Saved data entries
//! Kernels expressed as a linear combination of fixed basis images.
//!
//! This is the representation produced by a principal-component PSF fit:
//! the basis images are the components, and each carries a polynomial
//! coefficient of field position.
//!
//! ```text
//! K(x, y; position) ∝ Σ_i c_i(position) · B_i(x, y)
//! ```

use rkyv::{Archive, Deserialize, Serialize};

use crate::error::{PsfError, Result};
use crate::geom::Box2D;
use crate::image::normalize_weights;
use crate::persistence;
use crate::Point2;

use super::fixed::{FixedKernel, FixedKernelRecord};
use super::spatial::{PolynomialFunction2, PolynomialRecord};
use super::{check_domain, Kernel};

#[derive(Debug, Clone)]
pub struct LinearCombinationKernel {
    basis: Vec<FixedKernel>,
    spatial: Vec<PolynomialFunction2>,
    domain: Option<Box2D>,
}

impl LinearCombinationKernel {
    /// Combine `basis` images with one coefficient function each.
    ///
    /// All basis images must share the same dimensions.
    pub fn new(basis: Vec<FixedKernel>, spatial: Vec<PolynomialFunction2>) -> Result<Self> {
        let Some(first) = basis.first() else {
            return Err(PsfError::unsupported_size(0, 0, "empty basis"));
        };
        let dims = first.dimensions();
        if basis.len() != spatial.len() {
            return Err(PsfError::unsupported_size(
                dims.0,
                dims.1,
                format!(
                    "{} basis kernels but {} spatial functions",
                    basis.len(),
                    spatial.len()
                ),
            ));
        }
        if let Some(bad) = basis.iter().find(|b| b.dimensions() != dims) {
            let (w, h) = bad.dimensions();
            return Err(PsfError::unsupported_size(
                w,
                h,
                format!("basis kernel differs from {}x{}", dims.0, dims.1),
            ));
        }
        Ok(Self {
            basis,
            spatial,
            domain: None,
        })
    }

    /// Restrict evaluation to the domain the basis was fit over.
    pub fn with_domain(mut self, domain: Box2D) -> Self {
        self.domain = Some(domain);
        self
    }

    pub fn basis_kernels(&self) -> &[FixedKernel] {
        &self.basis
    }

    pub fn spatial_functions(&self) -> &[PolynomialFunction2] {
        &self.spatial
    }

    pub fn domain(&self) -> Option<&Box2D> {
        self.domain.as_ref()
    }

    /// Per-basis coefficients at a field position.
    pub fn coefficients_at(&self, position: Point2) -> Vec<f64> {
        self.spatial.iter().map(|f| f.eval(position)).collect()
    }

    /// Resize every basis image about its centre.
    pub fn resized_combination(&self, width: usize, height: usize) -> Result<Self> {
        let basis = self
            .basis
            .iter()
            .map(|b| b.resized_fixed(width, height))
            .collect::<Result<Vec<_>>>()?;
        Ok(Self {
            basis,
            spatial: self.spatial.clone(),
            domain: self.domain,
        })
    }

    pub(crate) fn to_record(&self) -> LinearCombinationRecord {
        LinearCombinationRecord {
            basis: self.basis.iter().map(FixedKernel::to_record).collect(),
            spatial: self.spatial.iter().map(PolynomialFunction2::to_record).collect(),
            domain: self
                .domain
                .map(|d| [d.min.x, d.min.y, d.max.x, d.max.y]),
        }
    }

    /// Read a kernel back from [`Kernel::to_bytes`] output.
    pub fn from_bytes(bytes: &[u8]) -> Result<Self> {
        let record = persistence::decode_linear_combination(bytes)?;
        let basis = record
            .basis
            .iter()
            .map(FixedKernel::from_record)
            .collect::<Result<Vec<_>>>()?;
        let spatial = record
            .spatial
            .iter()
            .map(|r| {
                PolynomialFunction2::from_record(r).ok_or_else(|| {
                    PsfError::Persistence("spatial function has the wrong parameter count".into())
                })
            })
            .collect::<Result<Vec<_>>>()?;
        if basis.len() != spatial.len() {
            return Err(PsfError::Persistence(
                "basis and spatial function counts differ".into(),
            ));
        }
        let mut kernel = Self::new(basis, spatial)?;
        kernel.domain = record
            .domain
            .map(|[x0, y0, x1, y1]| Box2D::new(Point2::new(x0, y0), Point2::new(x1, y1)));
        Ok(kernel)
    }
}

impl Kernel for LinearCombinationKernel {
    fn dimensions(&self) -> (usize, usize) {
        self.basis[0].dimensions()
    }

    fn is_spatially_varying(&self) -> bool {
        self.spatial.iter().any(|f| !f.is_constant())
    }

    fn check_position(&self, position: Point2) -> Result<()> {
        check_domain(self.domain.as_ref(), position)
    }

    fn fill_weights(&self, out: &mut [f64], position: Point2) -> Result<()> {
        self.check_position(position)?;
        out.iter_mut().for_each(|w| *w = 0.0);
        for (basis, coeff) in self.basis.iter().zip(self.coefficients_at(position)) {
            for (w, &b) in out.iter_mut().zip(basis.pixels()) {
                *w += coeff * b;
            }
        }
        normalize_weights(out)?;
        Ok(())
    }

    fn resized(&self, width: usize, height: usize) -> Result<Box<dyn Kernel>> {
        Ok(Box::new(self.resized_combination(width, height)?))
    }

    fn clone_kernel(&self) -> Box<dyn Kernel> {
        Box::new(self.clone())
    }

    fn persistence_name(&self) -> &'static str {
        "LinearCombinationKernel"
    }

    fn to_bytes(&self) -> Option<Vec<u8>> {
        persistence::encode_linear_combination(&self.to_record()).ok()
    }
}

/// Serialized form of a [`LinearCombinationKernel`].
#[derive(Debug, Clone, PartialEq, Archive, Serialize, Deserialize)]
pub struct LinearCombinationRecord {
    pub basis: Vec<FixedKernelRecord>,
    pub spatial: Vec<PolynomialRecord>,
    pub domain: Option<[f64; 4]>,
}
* * *
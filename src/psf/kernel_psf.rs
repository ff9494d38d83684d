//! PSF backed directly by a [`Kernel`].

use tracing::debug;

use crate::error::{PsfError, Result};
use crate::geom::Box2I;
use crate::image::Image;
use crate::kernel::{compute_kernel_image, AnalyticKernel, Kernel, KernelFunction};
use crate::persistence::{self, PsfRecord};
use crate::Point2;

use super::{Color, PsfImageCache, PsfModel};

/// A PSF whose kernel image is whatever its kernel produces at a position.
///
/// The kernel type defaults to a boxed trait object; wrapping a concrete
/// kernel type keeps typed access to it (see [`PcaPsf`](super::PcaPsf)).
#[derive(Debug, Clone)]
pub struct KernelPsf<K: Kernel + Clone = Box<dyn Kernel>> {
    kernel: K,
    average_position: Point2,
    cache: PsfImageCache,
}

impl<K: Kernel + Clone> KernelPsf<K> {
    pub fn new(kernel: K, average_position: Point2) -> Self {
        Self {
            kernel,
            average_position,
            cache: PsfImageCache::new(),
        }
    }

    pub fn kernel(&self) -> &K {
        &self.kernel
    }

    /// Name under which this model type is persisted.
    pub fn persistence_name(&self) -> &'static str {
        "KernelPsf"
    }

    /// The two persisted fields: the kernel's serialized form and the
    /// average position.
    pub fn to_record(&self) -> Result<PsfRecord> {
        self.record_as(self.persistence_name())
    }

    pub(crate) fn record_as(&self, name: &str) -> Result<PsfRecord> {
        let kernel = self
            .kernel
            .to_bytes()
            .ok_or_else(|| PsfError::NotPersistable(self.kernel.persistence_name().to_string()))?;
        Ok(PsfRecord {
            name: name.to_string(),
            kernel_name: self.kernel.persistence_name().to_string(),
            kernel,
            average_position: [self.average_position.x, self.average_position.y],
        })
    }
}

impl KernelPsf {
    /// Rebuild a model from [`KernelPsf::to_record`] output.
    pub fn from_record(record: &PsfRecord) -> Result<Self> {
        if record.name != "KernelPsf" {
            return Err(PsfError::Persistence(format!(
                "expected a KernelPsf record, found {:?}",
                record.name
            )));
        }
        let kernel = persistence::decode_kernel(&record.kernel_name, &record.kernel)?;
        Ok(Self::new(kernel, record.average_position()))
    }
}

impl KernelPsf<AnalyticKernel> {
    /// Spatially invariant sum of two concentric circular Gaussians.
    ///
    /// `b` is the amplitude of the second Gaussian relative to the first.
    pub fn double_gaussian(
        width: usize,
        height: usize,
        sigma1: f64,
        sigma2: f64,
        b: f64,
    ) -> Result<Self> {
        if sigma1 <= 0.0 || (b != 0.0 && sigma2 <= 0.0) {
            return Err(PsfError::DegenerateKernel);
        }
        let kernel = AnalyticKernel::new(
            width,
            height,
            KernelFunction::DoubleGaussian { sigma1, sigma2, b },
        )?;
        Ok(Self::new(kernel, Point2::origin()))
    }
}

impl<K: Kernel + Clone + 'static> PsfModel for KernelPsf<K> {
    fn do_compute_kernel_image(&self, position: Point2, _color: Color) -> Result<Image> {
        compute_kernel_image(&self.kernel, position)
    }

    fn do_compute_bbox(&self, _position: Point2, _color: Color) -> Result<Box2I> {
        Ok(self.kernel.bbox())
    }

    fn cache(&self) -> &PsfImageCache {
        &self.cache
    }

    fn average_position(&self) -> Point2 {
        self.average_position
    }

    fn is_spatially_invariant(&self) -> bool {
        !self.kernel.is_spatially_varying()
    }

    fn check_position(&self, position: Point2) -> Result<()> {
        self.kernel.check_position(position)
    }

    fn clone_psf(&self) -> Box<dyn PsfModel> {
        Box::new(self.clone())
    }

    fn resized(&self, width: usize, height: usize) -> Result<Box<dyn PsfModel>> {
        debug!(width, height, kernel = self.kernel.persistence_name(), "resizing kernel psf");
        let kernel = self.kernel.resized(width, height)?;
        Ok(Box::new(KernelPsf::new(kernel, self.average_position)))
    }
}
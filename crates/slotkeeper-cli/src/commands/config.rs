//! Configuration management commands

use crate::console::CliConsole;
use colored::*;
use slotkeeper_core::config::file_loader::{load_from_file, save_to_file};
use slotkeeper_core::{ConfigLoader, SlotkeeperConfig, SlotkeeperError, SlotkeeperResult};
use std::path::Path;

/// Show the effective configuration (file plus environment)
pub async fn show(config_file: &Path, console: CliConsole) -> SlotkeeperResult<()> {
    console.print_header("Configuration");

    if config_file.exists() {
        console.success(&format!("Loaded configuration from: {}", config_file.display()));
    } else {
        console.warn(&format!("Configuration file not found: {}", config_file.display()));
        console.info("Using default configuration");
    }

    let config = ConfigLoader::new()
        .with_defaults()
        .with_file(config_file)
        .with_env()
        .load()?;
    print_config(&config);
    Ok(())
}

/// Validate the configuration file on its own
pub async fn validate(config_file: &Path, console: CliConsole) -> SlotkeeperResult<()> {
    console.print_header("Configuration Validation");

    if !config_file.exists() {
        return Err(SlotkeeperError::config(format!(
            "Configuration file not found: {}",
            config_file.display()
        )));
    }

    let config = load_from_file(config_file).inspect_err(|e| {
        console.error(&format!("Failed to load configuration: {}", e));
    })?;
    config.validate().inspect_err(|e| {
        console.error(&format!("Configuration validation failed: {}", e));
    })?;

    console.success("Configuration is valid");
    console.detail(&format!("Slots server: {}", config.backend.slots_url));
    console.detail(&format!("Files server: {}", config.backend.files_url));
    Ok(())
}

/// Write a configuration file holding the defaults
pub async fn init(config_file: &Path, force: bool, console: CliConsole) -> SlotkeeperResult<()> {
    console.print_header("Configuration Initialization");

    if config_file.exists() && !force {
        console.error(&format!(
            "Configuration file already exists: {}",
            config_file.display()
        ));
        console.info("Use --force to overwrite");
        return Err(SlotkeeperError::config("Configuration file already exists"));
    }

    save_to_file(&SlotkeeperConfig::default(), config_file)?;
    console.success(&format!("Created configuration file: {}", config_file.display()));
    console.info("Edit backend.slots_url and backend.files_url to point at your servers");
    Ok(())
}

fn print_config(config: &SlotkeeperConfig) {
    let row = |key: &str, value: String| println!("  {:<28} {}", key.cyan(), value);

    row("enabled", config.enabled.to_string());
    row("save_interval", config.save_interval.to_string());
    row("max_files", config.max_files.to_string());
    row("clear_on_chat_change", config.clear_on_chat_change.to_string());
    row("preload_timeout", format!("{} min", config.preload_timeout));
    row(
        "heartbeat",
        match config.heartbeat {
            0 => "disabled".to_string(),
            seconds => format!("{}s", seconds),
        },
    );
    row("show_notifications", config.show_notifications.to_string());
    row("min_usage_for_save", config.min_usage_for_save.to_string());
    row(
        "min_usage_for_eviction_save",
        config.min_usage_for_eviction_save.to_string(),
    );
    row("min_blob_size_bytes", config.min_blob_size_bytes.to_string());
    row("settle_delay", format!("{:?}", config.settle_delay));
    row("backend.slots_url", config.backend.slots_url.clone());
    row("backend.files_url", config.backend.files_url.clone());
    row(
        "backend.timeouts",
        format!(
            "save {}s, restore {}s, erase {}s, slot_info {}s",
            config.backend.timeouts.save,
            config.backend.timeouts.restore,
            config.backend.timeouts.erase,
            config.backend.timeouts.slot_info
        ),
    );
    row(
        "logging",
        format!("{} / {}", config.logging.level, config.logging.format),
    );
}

What this task involves
Reproduce only the lines above spanning from the line containing "fixed basis images." through the line containing "use crate::persistence;", word for word.

Answer below
//! Kernels expressed as a linear combination of fixed basis images.
//!
//! This is the representation produced by a principal-component PSF fit:
//! the basis images are the components, and each carries a polynomial
//! coefficient of field position.
//!
//! ```text
//! K(x, y; position) ∝ Σ_i c_i(position) · B_i(x, y)
//! ```

use rkyv::{Archive, Deserialize, Serialize};

use crate::error::{PsfError, Result};
use crate::geom::Box2D;
use crate::image::normalize_weights;
use crate::persistence;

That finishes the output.